* INSTRUCTIONS FOR THE TASK:
Count the lines below that hold "Option". Give the number without comment.

* DATA TO USE:
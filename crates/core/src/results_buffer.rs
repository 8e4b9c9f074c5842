use std::collections::VecDeque;

/// Fixed-capacity buffer kept in insertion order. Pushing past capacity
/// evicts the oldest entry.
#[derive(Debug, Clone, PartialEq)]
pub struct RingBuffer<T> {
    capacity: usize,
    entries: VecDeque<T>,
}

impl<T> RingBuffer<T> {
    #[must_use]
    pub fn new(capacity: usize) -> Self {
        assert!(capacity > 0, "ring buffer capacity must be greater than 0");
        Self {
            capacity,
            entries: VecDeque::with_capacity(capacity),
        }
    }

    /// Builds a buffer from an oldest-first sequence, keeping only the most
    /// recent `capacity` items.
    #[must_use]
    pub fn from_oldest_first(capacity: usize, items: impl IntoIterator<Item = T>) -> Self {
        let mut buffer = Self::new(capacity);
        for item in items {
            buffer.push(item);
        }
        buffer
    }

    #[must_use]
    pub fn len(&self) -> usize {
        self.entries.len()
    }

    #[must_use]
    pub fn is_empty(&self) -> bool {
        self.entries.is_empty()
    }

    /// Appends an entry and returns the one evicted to make room, if any.
    pub fn push(&mut self, entry: T) -> Option<T> {
        let evicted = if self.entries.len() == self.capacity {
            self.entries.pop_front()
        } else {
            None
        };
        self.entries.push_back(entry);
        evicted
    }

    #[must_use]
    pub fn latest(&self) -> Option<&T> {
        self.entries.back()
    }

    pub fn iter(&self) -> impl DoubleEndedIterator<Item = &T> + ExactSizeIterator + '_ {
        self.entries.iter()
    }
}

* ANSWER SPACE:
2